What you need to do
Your task is to copy the lines of the data below from the line holding "pub fn gear_box(&self, format: FieldFormat)" through the line holding "pub fn car_family_types(&self, format: FieldFormat)", inclusive, exactly and with nothing added.

Records supplied
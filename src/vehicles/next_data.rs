use chrono::NaiveDateTime;
use serde_json::{Map, Value};

use crate::constants::VEHICLES_URL;
use crate::next_data::{FieldFormat, NextData, StructureError};
use crate::safe_access::{FieldResult, FieldValue, FromField, SafeAccess};
use crate::text_manipulators::join_url;

type Object = Map<String, Value>;

/// One vehicle listing from the hydration payload.
///
/// Every accessor returns `Ok(None)` when its field is missing; only values
/// of the wrong type (or unparseable dates) are errors.
#[derive(Debug, Clone, Copy, PartialEq)]
pub struct VehicleData<'a> {
    data: &'a Value,
}

impl<'a> SafeAccess<'a> for VehicleData<'a> {
    fn root(&self) -> &'a Value {
        self.data
    }
}

impl<'a> VehicleData<'a> {
    pub fn new(data: &'a Value) -> Self {
        Self { data }
    }

    pub fn json(&self) -> &'a Value {
        self.data
    }

    fn labelled(&self, path: &[&str], format: FieldFormat) -> FieldResult<FieldValue<'a>> {
        let mut full_path = path.to_vec();
        full_path.push(format.key());
        self.get(&full_path)
    }

    fn specification<T: FromField<'a>>(&self, key: &str) -> FieldResult<T> {
        self.get(&["specifications", key])
    }

    pub fn token(&self) -> FieldResult<&'a str> {
        self.get(&["token"])
    }

    pub fn page_link(&self) -> FieldResult<String> {
        Ok(self
            .token()?
            .map(|token| join_url(VEHICLES_URL, &format!("item/{token}"))))
    }

    pub fn price(&self) -> FieldResult<i64> {
        self.get(&["price"])
    }

    pub fn customer(&self) -> FieldResult<&'a Object> {
        self.get(&["customer"])
    }

    pub fn customer_name(&self) -> FieldResult<&'a str> {
        self.get(&["customer", "name"])
    }

    pub fn customer_phone(&self) -> FieldResult<&'a str> {
        self.get(&["customer", "phone"])
    }

    pub fn address(&self) -> FieldResult<&'a Object> {
        self.get(&["address"])
    }

    pub fn top_area(&self, format: FieldFormat) -> FieldResult<FieldValue<'a>> {
        self.labelled(&["address", "topArea"], format)
    }

    pub fn area(&self, format: FieldFormat) -> FieldResult<FieldValue<'a>> {
        self.labelled(&["address", "area"], format)
    }

    pub fn city(&self, format: FieldFormat) -> FieldResult<FieldValue<'a>> {
        self.labelled(&["address", "city"], format)
    }

    pub fn metadata(&self) -> FieldResult<&'a Object> {
        self.get(&["metadata"])
    }

    pub fn video(&self) -> FieldResult<&'a str> {
        self.get(&["metadata", "video"])
    }

    pub fn cover_image(&self) -> FieldResult<&'a str> {
        self.get(&["metadata", "coverImage"])
    }

    pub fn images(&self) -> FieldResult<Vec<&'a str>> {
        self.get(&["metadata", "images"])
    }

    pub fn description(&self) -> FieldResult<&'a str> {
        self.get(&["metadata", "description"])
    }

    pub fn dates(&self) -> FieldResult<&'a Object> {
        self.get(&["dates"])
    }

    pub fn updated_at(&self) -> FieldResult<NaiveDateTime> {
        self.get_datetime(&["dates", "updatedAt"])
    }

    pub fn created_at(&self) -> FieldResult<NaiveDateTime> {
        self.get_datetime(&["dates", "createdAt"])
    }

    pub fn ends_at(&self) -> FieldResult<NaiveDateTime> {
        self.get_datetime(&["dates", "endsAt"])
    }

    pub fn rebounced_at(&self) -> FieldResult<NaiveDateTime> {
        self.get_datetime(&["dates", "rebouncedAt"])
    }

    pub fn manufacturer(&self, format: FieldFormat) -> FieldResult<FieldValue<'a>> {
        self.labelled(&["manufacturer"], format)
    }

    pub fn color(&self, format: FieldFormat) -> FieldResult<FieldValue<'a>> {
        self.labelled(&["color"], format)
    }

    pub fn km(&self) -> FieldResult<i64> {
        self.get(&["km"])
    }

    /// Usually read with [`FieldFormat::Id`], which is the owner count.
    pub fn hand(&self, format: FieldFormat) -> FieldResult<FieldValue<'a>> {
        self.labelled(&["hand"], format)
    }

    pub fn engine_volume(&self) -> FieldResult<i64> {
        self.get(&["engineVolume"])
    }

    pub fn horse_power(&self) -> FieldResult<i64> {
        self.get(&["horsePower"])
    }

    pub fn previous_owner(&self, format: FieldFormat) -> FieldResult<FieldValue<'a>> {
        self.labelled(&["previousOwner"], format)
    }

    pub fn above_price(&self) -> FieldResult<i64> {
        self.get(&["abovePrice"])
    }

    pub fn tags(&self) -> FieldResult<&'a [Value]> {
        self.get(&["tags"])
    }

    pub fn is_contact_lead_supported(&self) -> FieldResult<bool> {
        self.get(&["isContactLeadSupported"])
    }

    pub fn vehicle_dates(&self) -> FieldResult<&'a Object> {
        self.get(&["vehicleDates"])
    }

    pub fn year_of_production(&self) -> FieldResult<i64> {
        self.get(&["vehicleDates", "yearOfProduction"])
    }

    pub fn month_of_production(&self) -> FieldResult<i64> {
        self.get(&["vehicleDates", "monthOfProduction", "id"])
    }

    pub fn test_date(&self) -> FieldResult<NaiveDateTime> {
        self.get_datetime(&["vehicleDates", "testDate"])
    }

    pub fn model(&self, format: FieldFormat) -> FieldResult<FieldValue<'a>> {
        self.labelled(&["model"], format)
    }

    pub fn sub_model(&self, format: FieldFormat) -> FieldResult<FieldValue<'a>> {
        self.labelled(&["subModel"], format)
    }

    pub fn gear_box(&self, format: FieldFormat) -> FieldResult<FieldValue<'a>> {
        self.labelled(&["gearBox"], format)
    }

    pub fn car_family_types(&self, format: FieldFormat) -> FieldResult<Vec<FieldValue<'a>>> {
        self.get_each(&["carFamilyType"], format.key())
    }

    pub fn engine_type(&self, format: FieldFormat) -> FieldResult<FieldValue<'a>> {
        self.labelled(&["engineType"], format)
    }

    pub fn seats(&self) -> FieldResult<i64> {
        self.get(&["seats"])
    }

    pub fn number_of_doors(&self) -> FieldResult<i64> {
        self.get(&["numberOfDoors"])
    }

    pub fn owner(&self) -> FieldResult<&'a str> {
        self.get(&["owner", "text"])
    }

    pub fn body_type(&self) -> FieldResult<&'a str> {
        self.get(&["bodyType", "text"])
    }

    pub fn combined_fuel_consumption(&self) -> FieldResult<f64> {
        self.get(&["combinedFuelConsumption"])
    }

    pub fn power_train_architecture(&self) -> FieldResult<&'a str> {
        self.get(&["powertrainArchitecture"])
    }

    pub fn car_tags(&self, format: FieldFormat) -> FieldResult<Vec<FieldValue<'a>>> {
        self.get_each(&["carTag"], format.key())
    }

    pub fn specifications(&self) -> FieldResult<&'a Object> {
        self.get(&["specifications"])
    }

    pub fn has_air_conditioner(&self) -> FieldResult<bool> {
        self.specification("airConditioner")
    }

    pub fn has_power_steering(&self) -> FieldResult<bool> {
        self.specification("powerSteering")
    }

    pub fn has_magnesium_wheel(&self) -> FieldResult<bool> {
        self.specification("magnesiumWheel")
    }

    pub fn has_tire_pressure_monitoring_system(&self) -> FieldResult<bool> {
        self.specification("tirePressureMonitoringSystem")
    }

    pub fn has_abs(&self) -> FieldResult<bool> {
        self.specification("abs")
    }

    pub fn air_bags(&self) -> FieldResult<i64> {
        self.specification("airBags")
    }

    pub fn has_control_stability(&self) -> FieldResult<bool> {
        self.specification("controlStability")
    }

    /// Number of electric windows.
    pub fn electric_window(&self) -> FieldResult<i64> {
        self.specification("electricWindow")
    }

    pub fn has_breaking_assist_system(&self) -> FieldResult<bool> {
        self.specification("breakingAssistSystem")
    }

    pub fn has_reverse_camera(&self) -> FieldResult<bool> {
        self.specification("reverseCamera")
    }

    pub fn has_adaptive_cruise_control(&self) -> FieldResult<bool> {
        self.specification("adaptiveCruiseControl")
    }

    pub fn has_high_beams_auto_control(&self) -> FieldResult<bool> {
        self.specification("highBeamsAutoControl")
    }

    pub fn has_blind_spot_assist(&self) -> FieldResult<bool> {
        self.specification("blindSpotAssist")
    }

    pub fn has_identify_pedestrians(&self) -> FieldResult<bool> {
        self.specification("identifyPedestrians")
    }

    pub fn has_seat_belts_sensors(&self) -> FieldResult<bool> {
        self.specification("seatBeltsSensors")
    }

    pub fn has_identifying_dangerous_nearing(&self) -> FieldResult<bool> {
        self.specification("identifyingDangerousNearing")
    }

    pub fn has_auto_lighting_in_forward(&self) -> FieldResult<bool> {
        self.specification("autoLightingInForward")
    }

    pub fn has_identify_traffic_signs(&self) -> FieldResult<bool> {
        self.specification("identifyTrafficSigns")
    }

    pub fn ignition(&self, format: FieldFormat) -> FieldResult<FieldValue<'a>> {
        self.labelled(&["specifications", "ignition"], format)
    }

    pub fn safety_points(&self) -> FieldResult<i64> {
        self.specification("safetyPoints")
    }

    pub fn is_handicapped_friendly(&self) -> FieldResult<bool> {
        self.specification("isHandicappedFriendly")
    }

    pub fn has_sun_roof(&self) -> FieldResult<bool> {
        self.specification("sunRoof")
    }

    pub fn is_turbo(&self) -> FieldResult<bool> {
        self.specification("isTurbo")
    }

    pub fn has_road_deviation_control(&self) -> FieldResult<bool> {
        self.specification("roadDeviationControl")
    }

    pub fn has_forward_distance_monitor(&self) -> FieldResult<bool> {
        self.specification("forwardDistanceMonitor")
    }

    pub fn has_box(&self) -> FieldResult<bool> {
        self.specification("box")
    }
}

/// The hydration payload of a vehicles category page.
#[derive(Debug, Clone, PartialEq)]
pub struct VehiclesNextData {
    next_data: NextData,
}

impl VehiclesNextData {
    pub fn new(next_data: NextData) -> Self {
        Self { next_data }
    }

    pub fn next_data(&self) -> &NextData {
        &self.next_data
    }

    pub fn get(&self, key: &str) -> Result<&Value, StructureError> {
        self.next_data.get(key)
    }

    pub fn queries(&self) -> Result<&[Value], StructureError> {
        self.next_data.queries()
    }

    pub fn iterate_vehicles(
        &self,
    ) -> Result<impl Iterator<Item = VehicleData<'_>> + '_, StructureError> {
        Ok(self.next_data.iterate_listings()?.map(VehicleData::new))
    }

    pub fn collect_vehicles(&self) -> Result<Vec<VehicleData<'_>>, StructureError> {
        Ok(self.iterate_vehicles()?.collect())
    }
}

impl From<NextData> for VehiclesNextData {
    fn from(next_data: NextData) -> Self {
        Self::new(next_data)
    }
}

Output of the task
    pub fn gear_box(&self, format: FieldFormat) -> FieldResult<FieldValue<'a>> {
        self.labelled(&["gearBox"], format)
    }

    pub fn car_family_types(&self, format: FieldFormat) -> FieldResult<Vec<FieldValue<'a>>> {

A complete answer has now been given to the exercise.